For instance, people often are taught to stretch the hamstring by lying on their backs and pulling their legs toward them. However, lying on the back and pushing the leg muscle into the hands will cause an isometric contraction of the hamstring. Then, the isometric contraction is followed by a reflexive relaxation.

“Any time you relieve stress on the joints, the joints have better nutrition,” Ms. Gamboa says. “You want them to move through a complete range of motion to stay healthy. Arthritis can occur when joints don’t move through their full range of motion.”

Because everyone is different, each person needs a stretching program tailored to their size, strength and health, says Jennifer Carter, clinical supervisor for physical therapy at the National Rehabilitation Hospital at Washington Hospital Center in Northwest. She holds a doctorate in physical therapy.

Anatomy, bone structure, muscle makeup and gender determine what kinds of stretches work best for each person. Children, especially those who swim and practice ballet, are likely to be more flexible than most adults. As people age, they tend to be less flexible.

Women who regularly wear high heels often tighten their Achilles tendons.

“A lot of people’s tightness has been years in the making,” Ms. Carter says. “You can’t change it overnight.”

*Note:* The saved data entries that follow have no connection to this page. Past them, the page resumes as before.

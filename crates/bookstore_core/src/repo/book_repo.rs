//! Book repository contract and SQLite implementation.
//!
//! # Responsibility
//! - Be the only component that speaks SQL to the catalog store.
//! - Own transaction boundaries around every write.
//!
//! # Invariants
//! - Each write commits before returning; nothing is batched across calls.
//! - The store assigns primary keys; ids on insert input are ignored.
//! - `update_book` on a missing row reports `RepoError::NotFound`.
//! - `delete_book` on a missing row is a no-op.

use crate::db::DbError;
use crate::model::book::{Book, BookId};
use async_trait::async_trait;
use log::{error, info};
use rusqlite::{params, Connection, OptionalExtension, Row};
use std::error::Error;
use std::fmt::{Display, Formatter};
use std::sync::Arc;
use std::time::Instant;
use tokio::sync::Mutex;

const BOOK_SELECT_SQL: &str = "SELECT id, title, author, price FROM books";

pub type RepoResult<T> = Result<T, RepoError>;

/// Error surfaced by book persistence.
///
/// Store failures are carried verbatim; no business context is added.
#[derive(Debug)]
pub enum RepoError {
    Db(DbError),
    NotFound(BookId),
}

impl Display for RepoError {
    fn fmt(&self, f: &mut Formatter<'_>) -> std::fmt::Result {
        match self {
            Self::Db(err) => write!(f, "{err}"),
            Self::NotFound(id) => write!(f, "book not found: {id}"),
        }
    }
}

impl Error for RepoError {
    fn source(&self) -> Option<&(dyn Error + 'static)> {
        match self {
            Self::Db(err) => Some(err),
            Self::NotFound(_) => None,
        }
    }
}

impl From<DbError> for RepoError {
    fn from(value: DbError) -> Self {
        Self::Db(value)
    }
}

impl From<rusqlite::Error> for RepoError {
    fn from(value: rusqlite::Error) -> Self {
        Self::Db(DbError::Sqlite(value))
    }
}

/// Store-facing CRUD contract.
#[async_trait]
pub trait BookRepository: Send + Sync {
    /// Fetches every row, ordered by ascending id.
    async fn list_books(&self) -> RepoResult<Vec<Book>>;
    /// Point lookup by primary key.
    async fn get_book(&self, id: BookId) -> RepoResult<Option<Book>>;
    /// Inserts a row and returns the store-assigned id.
    async fn add_book(&self, book: &Book) -> RepoResult<BookId>;
    /// Replaces the mutable columns of the row keyed by `book.id`.
    async fn update_book(&self, book: &Book) -> RepoResult<()>;
    /// Removes the row if present.
    async fn delete_book(&self, id: BookId) -> RepoResult<()>;
}

#[async_trait]
impl<T: BookRepository + ?Sized> BookRepository for Arc<T> {
    async fn list_books(&self) -> RepoResult<Vec<Book>> {
        (**self).list_books().await
    }

    async fn get_book(&self, id: BookId) -> RepoResult<Option<Book>> {
        (**self).get_book(id).await
    }

    async fn add_book(&self, book: &Book) -> RepoResult<BookId> {
        (**self).add_book(book).await
    }

    async fn update_book(&self, book: &Book) -> RepoResult<()> {
        (**self).update_book(book).await
    }

    async fn delete_book(&self, id: BookId) -> RepoResult<()> {
        (**self).delete_book(id).await
    }
}

/// SQLite-backed book repository.
///
/// Cloning shares the same underlying connection.
#[derive(Clone)]
pub struct SqliteBookRepository {
    conn: Arc<Mutex<Connection>>,
}

impl SqliteBookRepository {
    /// Wraps a connection returned by `db::open_db` or `db::open_db_in_memory`.
    pub fn new(conn: Connection) -> Self {
        Self {
            conn: Arc::new(Mutex::new(conn)),
        }
    }
}

#[async_trait]
impl BookRepository for SqliteBookRepository {
    async fn list_books(&self) -> RepoResult<Vec<Book>> {
        let conn = self.conn.lock().await;
        let mut stmt = conn.prepare(&format!("{BOOK_SELECT_SQL} ORDER BY id ASC;"))?;
        let books = stmt
            .query_map([], parse_book_row)?
            .collect::<Result<Vec<_>, _>>()?;
        Ok(books)
    }

    async fn get_book(&self, id: BookId) -> RepoResult<Option<Book>> {
        let conn = self.conn.lock().await;
        Ok(find_book(&conn, id)?)
    }

    async fn add_book(&self, book: &Book) -> RepoResult<BookId> {
        let started_at = Instant::now();
        let mut conn = self.conn.lock().await;

        let result = insert_book(&mut conn, book);
        log_write("book_add", started_at, result.as_ref().ok().copied(), &result);
        Ok(result?)
    }

    async fn update_book(&self, book: &Book) -> RepoResult<()> {
        let started_at = Instant::now();
        let mut conn = self.conn.lock().await;

        let result = replace_book(&mut conn, book);
        log_write("book_update", started_at, Some(book.id), &result);
        if result? == 0 {
            return Err(RepoError::NotFound(book.id));
        }
        Ok(())
    }

    async fn delete_book(&self, id: BookId) -> RepoResult<()> {
        let started_at = Instant::now();
        let mut conn = self.conn.lock().await;

        let result = remove_book(&mut conn, id);
        log_write("book_delete", started_at, Some(id), &result);
        result?;
        Ok(())
    }
}

fn insert_book(conn: &mut Connection, book: &Book) -> rusqlite::Result<BookId> {
    let tx = conn.transaction()?;
    tx.execute(
        "INSERT INTO books (title, author, price) VALUES (?1, ?2, ?3);",
        params![book.title, book.author, book.price],
    )?;
    let id = tx.last_insert_rowid();
    tx.commit()?;
    Ok(id)
}

fn replace_book(conn: &mut Connection, book: &Book) -> rusqlite::Result<usize> {
    let tx = conn.transaction()?;
    let changed = tx.execute(
        "UPDATE books SET title = ?1, author = ?2, price = ?3 WHERE id = ?4;",
        params![book.title, book.author, book.price, book.id],
    )?;
    tx.commit()?;
    Ok(changed)
}

/// Returns whether a row was removed.
fn remove_book(conn: &mut Connection, id: BookId) -> rusqlite::Result<bool> {
    let tx = conn.transaction()?;
    if find_book(&tx, id)?.is_none() {
        return Ok(false);
    }
    tx.execute("DELETE FROM books WHERE id = ?1;", [id])?;
    tx.commit()?;
    Ok(true)
}

fn find_book(conn: &Connection, id: BookId) -> rusqlite::Result<Option<Book>> {
    conn.query_row(
        &format!("{BOOK_SELECT_SQL} WHERE id = ?1;"),
        [id],
        parse_book_row,
    )
    .optional()
}

fn parse_book_row(row: &Row<'_>) -> rusqlite::Result<Book> {
    Ok(Book {
        id: row.get("id")?,
        title: row.get("title")?,
        author: row.get("author")?,
        price: row.get("price")?,
    })
}

fn log_write<T>(
    event: &str,
    started_at: Instant,
    id: Option<BookId>,
    result: &rusqlite::Result<T>,
) {
    let duration_ms = started_at.elapsed().as_millis();
    let id = id.map_or_else(|| "none".to_string(), |id| id.to_string());
    match result {
        Ok(_) => info!("event={event} module=repo status=ok book_id={id} duration_ms={duration_ms}"),
        Err(err) => error!(
            "event={event} module=repo status=error book_id={id} duration_ms={duration_ms} error={err}"
        ),
    }
}

#[cfg(test)]
mod tests {
    use super::{BookRepository, SqliteBookRepository};
    use crate::db::open_db_in_memory;
    use crate::model::book::Book;

    fn repo() -> SqliteBookRepository {
        SqliteBookRepository::new(open_db_in_memory().expect("in-memory db should open"))
    }

    #[tokio::test]
    async fn add_ignores_input_id() {
        let repo = repo();
        let id = repo
            .add_book(&Book::with_id(42, "Dune", "Herbert", 9.99))
            .await
            .expect("insert should succeed");
        assert_eq!(id, 1);
        assert!(repo.get_book(42).await.expect("lookup").is_none());
    }

    #[tokio::test]
    async fn clones_share_one_store() {
        let repo = repo();
        let other = repo.clone();
        repo.add_book(&Book::new("Emma", "Austen", 4.5))
            .await
            .expect("insert should succeed");
        assert_eq!(other.list_books().await.expect("list").len(), 1);
    }
}
//! Catalog domain model.
//!
//! # Responsibility
//! - Define canonical data structures used by core business logic.
//!
//! # Invariants
//! - Every record is identified by an integer `BookId`.
//! - Deletion removes a record entirely; there is no soft-delete state.

pub mod book;
//! HTTP error mapping for book routes.

use axum::http::StatusCode;
use axum::response::{IntoResponse, Response};
use axum::Json;
use bookstore_core::{BookId, RepoError};
use log::error;
use serde::{Deserialize, Serialize};

/// Error body shared by every non-success response.
#[derive(Debug, Serialize, Deserialize)]
pub struct ErrorResponse {
    pub error: String,
    pub code: u16,
}

#[derive(Debug, thiserror::Error)]
pub enum ApiError {
    #[error("book not found: {0}")]
    NotFound(BookId),
    #[error("store failure: {0}")]
    Store(#[source] RepoError),
}

impl From<RepoError> for ApiError {
    fn from(value: RepoError) -> Self {
        match value {
            RepoError::NotFound(id) => Self::NotFound(id),
            other => Self::Store(other),
        }
    }
}

impl ApiError {
    pub fn status(&self) -> StatusCode {
        match self {
            Self::NotFound(_) => StatusCode::NOT_FOUND,
            Self::Store(_) => StatusCode::INTERNAL_SERVER_ERROR,
        }
    }
}

impl IntoResponse for ApiError {
    fn into_response(self) -> Response {
        let status = self.status();
        if let Self::Store(err) = &self {
            error!("event=http_request module=api status=error error_code=store_failure error={err}");
        }
        let body = ErrorResponse {
            error: self.to_string(),
            code: status.as_u16(),
        };
        (status, Json(body)).into_response()
    }
}

#[cfg(test)]
mod tests {
    use super::ApiError;
    use axum::http::StatusCode;
    use bookstore_core::db::DbError;
    use bookstore_core::RepoError;

    #[test]
    fn repo_not_found_maps_to_404() {
        let err = ApiError::from(RepoError::NotFound(4));
        assert_eq!(err.status(), StatusCode::NOT_FOUND);
        assert_eq!(err.to_string(), "book not found: 4");
    }

    #[test]
    fn store_failures_map_to_500() {
        let err = ApiError::from(RepoError::Db(DbError::UnsupportedSchemaVersion {
            db_version: 9,
            latest_supported: 1,
        }));
        assert_eq!(err.status(), StatusCode::INTERNAL_SERVER_ERROR);
        assert!(err.to_string().starts_with("store failure"));
    }
}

However, choosing activities to increase flexibility can help anyone at any age, she says.

With enough time and practice, anyone’s flexibility can improve, says Douglas Yeuell, executive director at Joy of Motion Dance Center in Northwest. As a person continues, he becomes used to stretching, and previous physical limits are overcome.

Flexibility is a key to overall physical fitness, he says.

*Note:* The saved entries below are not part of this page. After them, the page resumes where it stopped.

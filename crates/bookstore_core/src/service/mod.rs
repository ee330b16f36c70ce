//! Book use-case services.
//!
//! # Responsibility
//! - Expose one storage-agnostic CRUD contract to the HTTP layer.
//! - Provide the volatile and durable backends behind it.

pub mod book_service;
pub mod db_service;
pub mod memory_service;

“It’s the flexibility and stretch that keeps the body supple and less susceptible to injury,” Mr. Yeuell says. “It helps increase overall muscle strength and tone.”

Many people think they have to feel pain for a stretch to work, says Nancy Newell, director of the DC Dance Collective in Northwest. She has been dancing since childhood. Stretching shouldn’t hurt, she says. A relaxed muscle stretches 3 to 4 inches farther than a muscle that’s pushed.

“I was not a kid that tied myself in a knot,” Ms. Newell says. “I was not the most flexible dancer ever. I learned the value of relaxing the spine and the body. Sometimes you think yourself into that relaxation. It sounds esoteric, but if you breathe properly, you can make a huge difference in how flexible you are.”